On another shameful occasion our “house boy” had a son born, but within the week he died. Not one of us reached out to the man. When I did talk with my sergeant he told me if I did talk to the man about the death, it would be insulting to him because ‘those people’ don’t have the same feelings for life and death as we have.”

Because he was my sergeant and he had been “in country” six months longer than me (not to mention the fact that I was extremely naïve), I did not think what he was telling me was based on racism. So, I reluctantly followed his order and kept silent.

About three weeks later, I overheard our employee tell his peers he was extremely hurt that not one of us had showed him any empathy for his grieving heart. Now what kind of human beings, much less medics were we?

On a sub-zero Korean night I received a call from our front gate guard. In an extremely anxious voice our guard said; “Doc! Get down here! There is a young Korean women here and she is bleeding to death”.

I immediately ran down to the gate where I witnessed a very pale and weak looking woman who had blood all over the lower portion of her body. Then with the help of a Korean medic, who was assigned to our compound, we carried the injured women to our aid station. The Korean medic stayed with her while I ran off to get our doctor.

After the doc, arrived he was told the women tried to perform a self- abortion. The doctor eventually stabilized the women then ordered us to get her off our compound.

After I returned our doctor put me into another downward personal value spin. He ordered us to never again bring a dying Korean onto US soil because the US becomes legally responsible for the person or the body.

Months later I was again called to our front gate. I was warned a Korean male was outside the gate and he had a large gaping hole in his skull. This time I called our doctor and advised him about the situation. My captain told me he would meet me down at the gate, but I was again ordered to not bring the man onto our compound.

When we met up, we both walked off our federal land to evaluate the victim. What we saw took us both psychologically back. Through the large jagged gaping skull hole we could see the man’s brain was covered with white maggots.
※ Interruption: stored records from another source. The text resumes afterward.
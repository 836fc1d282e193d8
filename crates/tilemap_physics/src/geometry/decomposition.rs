//! Convex decomposition of simple polygons
//!
//! Level editors allow arbitrary (possibly concave) polygons, while the SAT
//! narrow phase only handles convex shapes. A [`ConvexDecomposer`] bridges
//! the two; it is injected wherever level geometry is built so tests and
//! hosts can swap the algorithm.

use std::cmp::Ordering;

use crate::foundation::math::{Vec2, VectorExt};

/// Splits an ordered vertex loop into convex vertex loops whose union
/// reconstructs the input polygon
pub trait ConvexDecomposer: Send + Sync {
    /// Decompose a simple polygon into convex pieces
    fn decompose(&self, vertices: &[Vec2]) -> Vec<Vec<Vec2>>;
}

/// Returns the input loop unchanged
///
/// Suitable when the level only contains convex polygons, and as a fake in
/// tests.
#[derive(Debug, Default, Clone, Copy)]
pub struct PassthroughDecomposer;

impl ConvexDecomposer for PassthroughDecomposer {
    fn decompose(&self, vertices: &[Vec2]) -> Vec<Vec<Vec2>> {
        vec![vertices.to_vec()]
    }
}

/// Ear-clipping triangulation followed by Hertel-Mehlhorn merging
///
/// Convex input is returned as-is. Otherwise the polygon is triangulated and
/// adjacent pieces are merged across their shared diagonal for as long as the
/// union stays convex. Output loops keep the winding of the input.
#[derive(Debug, Clone, Copy)]
pub struct EarClipDecomposer {
    /// Tolerance for orientation tests (cross products of edge vectors)
    pub epsilon: f32,
}

impl Default for EarClipDecomposer {
    fn default() -> Self {
        Self { epsilon: 1e-5 }
    }
}

impl ConvexDecomposer for EarClipDecomposer {
    fn decompose(&self, vertices: &[Vec2]) -> Vec<Vec<Vec2>> {
        if vertices.len() < 4 || self.is_convex(vertices) {
            return vec![vertices.to_vec()];
        }

        // Work on a positively oriented ring so convex corners turn left
        let reversed = signed_area(vertices) < 0.0;
        let mut ring: Vec<usize> = (0..vertices.len()).collect();
        if reversed {
            ring.reverse();
        }

        let triangles = self.triangulate(vertices, ring);
        let pieces = self.merge(vertices, triangles);

        pieces
            .into_iter()
            .map(|mut piece| {
                if reversed {
                    piece.reverse();
                }
                piece.into_iter().map(|index| vertices[index]).collect()
            })
            .collect()
    }
}

impl EarClipDecomposer {
    fn is_convex(&self, vertices: &[Vec2]) -> bool {
        let count = vertices.len();
        let mut sign = 0.0_f32;
        for i in 0..count {
            let t = turn(&vertices[i], &vertices[(i + 1) % count], &vertices[(i + 2) % count]);
            if t.abs() <= self.epsilon {
                continue;
            }
            if sign * t < 0.0 {
                return false;
            }
            sign = t;
        }
        true
    }

    fn triangulate(&self, points: &[Vec2], mut ring: Vec<usize>) -> Vec<Vec<usize>> {
        let mut triangles = Vec::with_capacity(ring.len().saturating_sub(2));

        while ring.len() > 3 {
            let count = ring.len();
            let corner = |i: usize| {
                turn(
                    &points[ring[(i + count - 1) % count]],
                    &points[ring[i]],
                    &points[ring[(i + 1) % count]],
                )
            };

            if let Some(i) = (0..count).find(|&i| self.is_ear(points, &ring, i)) {
                triangles.push(vec![ring[(i + count - 1) % count], ring[i], ring[(i + 1) % count]]);
                ring.remove(i);
            } else {
                // Degenerate input (collinear runs or touching edges): drop the
                // flattest corner, which removes the least area
                let flattest = (0..count)
                    .min_by(|&a, &b| {
                        corner(a)
                            .abs()
                            .partial_cmp(&corner(b).abs())
                            .unwrap_or(Ordering::Equal)
                    })
                    .unwrap_or(0);
                log::warn!("no ear found while decomposing polygon, dropping vertex {}", ring[flattest]);
                ring.remove(flattest);
            }
        }

        if ring.len() == 3 && turn(&points[ring[0]], &points[ring[1]], &points[ring[2]]) > self.epsilon {
            triangles.push(ring);
        }
        triangles
    }

    fn is_ear(&self, points: &[Vec2], ring: &[usize], i: usize) -> bool {
        let count = ring.len();
        let (ia, ib, ic) = (ring[(i + count - 1) % count], ring[i], ring[(i + 1) % count]);
        let (a, b, c) = (&points[ia], &points[ib], &points[ic]);
        if turn(a, b, c) <= self.epsilon {
            return false;
        }
        ring.iter()
            .filter(|&&index| index != ia && index != ib && index != ic)
            .map(|&index| &points[index])
            .filter(|&p| p != a && p != b && p != c)
            .all(|p| !self.in_triangle(p, a, b, c))
    }

    fn in_triangle(&self, p: &Vec2, a: &Vec2, b: &Vec2, c: &Vec2) -> bool {
        (b - a).perp_dot(&(p - a)) >= -self.epsilon
            && (c - b).perp_dot(&(p - b)) >= -self.epsilon
            && (a - c).perp_dot(&(p - c)) >= -self.epsilon
    }

    fn merge(&self, points: &[Vec2], mut pieces: Vec<Vec<usize>>) -> Vec<Vec<usize>> {
        loop {
            let mut merged_any = false;
            'search: for i in 0..pieces.len() {
                for j in (i + 1)..pieces.len() {
                    if let Some(merged) = self.try_merge(points, &pieces[i], &pieces[j]) {
                        pieces[i] = merged;
                        pieces.swap_remove(j);
                        merged_any = true;
                        break 'search;
                    }
                }
            }
            if !merged_any {
                return pieces;
            }
        }
    }

    /// Join two pieces across a shared edge `a -> b` / `b -> a`, if the
    /// result is convex
    fn try_merge(&self, points: &[Vec2], p: &[usize], q: &[usize]) -> Option<Vec<usize>> {
        let (pn, qn) = (p.len(), q.len());
        for i in 0..pn {
            let (a, b) = (p[i], p[(i + 1) % pn]);
            let Some(j) = (0..qn).find(|&j| q[j] == b && q[(j + 1) % qn] == a) else {
                continue;
            };

            let mut merged = Vec::with_capacity(pn + qn - 2);
            merged.extend((0..pn).map(|k| p[(i + 1 + k) % pn]));
            merged.extend((2..qn).map(|k| q[(j + k) % qn]));

            let count = merged.len();
            let convex = (0..count).all(|k| {
                turn(
                    &points[merged[k]],
                    &points[merged[(k + 1) % count]],
                    &points[merged[(k + 2) % count]],
                ) >= -self.epsilon
            });
            if convex {
                return Some(merged);
            }
        }
        None
    }
}

/// Cross product of the two edges meeting at `b`; positive for a left turn
fn turn(a: &Vec2, b: &Vec2, c: &Vec2) -> f32 {
    (b - a).perp_dot(&(c - b))
}

fn signed_area(vertices: &[Vec2]) -> f32 {
    let count = vertices.len();
    (0..count)
        .map(|i| vertices[i].perp_dot(&vertices[(i + 1) % count]))
        .sum::<f32>()
        * 0.5
}
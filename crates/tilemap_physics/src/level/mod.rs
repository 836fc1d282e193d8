//! Level data model
//!
//! Deserializes the parts of a Tiled JSON map that collision geometry is built
//! from: layers, the objects of object layers, and their custom properties.

mod map;
mod properties;

pub use map::{LayerType, MapLayer, MapObject, MapPoint, ObjectKind, TileMap};
pub use properties::{ShapeProperties, Side};

use thiserror::Error;

/// Errors raised while loading level data
#[derive(Error, Debug)]
pub enum LevelError {
    /// IO error
    #[error("IO error: {0}")]
    Io(#[from] std::io::Error),

    /// The document is not a valid map
    #[error("Parse error: {0}")]
    Parse(#[from] serde_json::Error),
}
//! Collision geometry built from one object layer of a map

use crate::foundation::math::{Vec2, VectorExt};
use crate::geometry::{Aabb, ConvexDecomposer, ConvexPolygon, ShapeId};
use crate::level::{MapLayer, MapObject, ObjectKind, ShapeProperties};
use crate::spatial::{QuadTree, QuadTreeConfig, QuadTreeEntry};

use super::body::DynamicBody;
use super::shape::{BodyShape, Collision, Shape};

/// Convex shapes of an object layer indexed by a quadtree
///
/// Polygon objects are decomposed into convex pieces; rectangle objects
/// become (possibly rotated) quads. Every piece keeps the properties of its
/// source object. Other object kinds are not collidable and are skipped.
#[derive(Debug, Clone)]
pub struct ShapeLayer {
    name: String,
    shapes: Vec<Shape>,
    quad_tree: QuadTree,
}

impl ShapeLayer {
    /// Build the shapes of `layer` and index them
    pub fn new(layer: &MapLayer, config: &QuadTreeConfig, decomposer: &dyn ConvexDecomposer) -> Self {
        let mut builder = ShapeBuilder {
            decomposer,
            shapes: Vec::new(),
        };

        for object in &layer.objects {
            match object.kind() {
                ObjectKind::Polygon(points) => {
                    let origin = Vec2::new(object.x, object.y);
                    let vertices: Vec<Vec2> = points.iter().map(|&point| origin + Vec2::from(point)).collect();
                    builder.add_polygon(object, &vertices);
                }
                ObjectKind::Rectangle => builder.add_rectangle(object),
                kind => log::trace!("layer '{}': skipping non-collidable {:?} object {}", layer.name, kind, object.id),
            }
        }

        let entries = builder
            .shapes
            .iter()
            .map(|shape| QuadTreeEntry {
                id: shape.id(),
                aabb: *shape.aabb(),
            })
            .collect();
        let quad_tree = QuadTree::new(entries, *config);

        log::debug!(
            "built shape layer '{}': {} shapes from {} objects, quadtree depth {}",
            layer.name,
            builder.shapes.len(),
            layer.objects.len(),
            quad_tree.depth()
        );

        Self {
            name: layer.name.clone(),
            shapes: builder.shapes,
            quad_tree,
        }
    }

    /// Name of the source object layer
    pub fn name(&self) -> &str {
        &self.name
    }

    /// All shapes, indexed by [`ShapeId`]
    pub fn shapes(&self) -> &[Shape] {
        &self.shapes
    }

    /// Shape by id
    pub fn shape(&self, id: ShapeId) -> Option<&Shape> {
        self.shapes.get(id.0)
    }

    /// Number of shapes
    pub fn len(&self) -> usize {
        self.shapes.len()
    }

    /// True if the layer produced no shapes
    pub fn is_empty(&self) -> bool {
        self.shapes.is_empty()
    }

    /// Broad-phase index
    pub fn quad_tree(&self) -> &QuadTree {
        &self.quad_tree
    }

    /// Shapes whose bounds may intersect `aabb`, in shape-list order
    pub fn candidate_shapes(&self, aabb: &Aabb) -> Vec<&Shape> {
        let mut ids = self.quad_tree.candidate_shapes(aabb);
        ids.sort_unstable();
        ids.into_iter().filter_map(|id| self.shape(id)).collect()
    }

    /// Narrow-phase test of one shape against a body
    pub fn collide_with(&self, shape: &Shape, body: &dyn DynamicBody) -> Option<Collision> {
        shape.collide(&BodyShape::of(body))
    }

    /// Broad and narrow phase: every shape the body overlaps
    ///
    /// The body bounds are grown by `margin` before the broad-phase query so
    /// that touching shapes are reported too.
    pub fn collisions(&self, body: &dyn DynamicBody, margin: f32) -> Vec<(&Shape, Collision)> {
        let proxy = BodyShape::of(body);
        self.candidate_shapes(&body.aabb().expanded(margin))
            .into_iter()
            .filter_map(|shape| shape.collide(&proxy).map(|collision| (shape, collision)))
            .collect()
    }
}

struct ShapeBuilder<'a> {
    decomposer: &'a dyn ConvexDecomposer,
    shapes: Vec<Shape>,
}

impl ShapeBuilder<'_> {
    fn add_rectangle(&mut self, object: &MapObject) {
        let mut width = Vec2::new(object.width, 0.0);
        let mut height = Vec2::new(0.0, object.height);
        // Tiled rotates clockwise about the top-left corner
        let angle = -object.rotation.to_radians();
        if angle != 0.0 {
            width = width.rotated(angle);
            height = height.rotated(angle);
        }

        let origin = Vec2::new(object.x, object.y);
        let vertices = [origin, origin + width, origin + width + height, origin + height];
        self.add_polygon(object, &vertices);
    }

    fn add_polygon(&mut self, object: &MapObject, vertices: &[Vec2]) {
        if vertices.len() < 3 {
            log::warn!("object {} has {} vertices, need at least 3", object.id, vertices.len());
            return;
        }
        for polygon in ConvexPolygon::generate_convex_polygons(vertices, self.decomposer) {
            self.push(polygon, object.properties.clone());
        }
    }

    fn push(&mut self, polygon: ConvexPolygon, properties: ShapeProperties) {
        let id = ShapeId(self.shapes.len());
        self.shapes.push(Shape::new(id, polygon, properties));
    }
}
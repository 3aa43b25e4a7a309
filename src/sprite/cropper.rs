use rayon::prelude::*;

use super::Sprite;
use crate::layout::Rect;

/// Crop every sprite to `region`.
///
/// Sprites whose pixel area is smaller than the region's area are kept
/// as-is. Note this is an area comparison, not a containment check: a
/// sprite can pass it and still not cover the region, in which case the
/// codec clips the extraction to the sprite's bounds. Preserved for
/// compatibility with the original tool.
pub fn crop_sprites(sprites: Vec<Sprite>, region: Rect) -> Vec<Sprite> {
    sprites
        .into_par_iter()
        .map(|sprite| crop_sprite(sprite, region))
        .collect()
}

fn crop_sprite(sprite: Sprite, region: Rect) -> Sprite {
    if region.area() > sprite.area() {
        return sprite;
    }

    let cropped = image::imageops::crop_imm(
        &sprite.image,
        region.left,
        region.top,
        region.width,
        region.height,
    )
    .to_image();

    Sprite {
        image: cropped,
        ..sprite
    }
}
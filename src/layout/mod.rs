mod bounds;
mod grid;
mod region;

pub use bounds::{Bounds, Extent};
pub use grid::GridLayout;
pub use region::{CropSpec, Rect};
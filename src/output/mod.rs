mod format;

pub use format::{normalize_scale, rescale_sheet, save_sheet_image};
The doctor told the man to go on his way and then ordered the guard to make sure he did in fact leave the area. When I got back in bed I couldn’t sleep due to the images I had seen and the crying I was doing.

Darn right those are just a few of my images I have tried to push into that compartment of my pre-conscious mind. So like so many other veterans I am one of the many who are carrying some major psychological scars.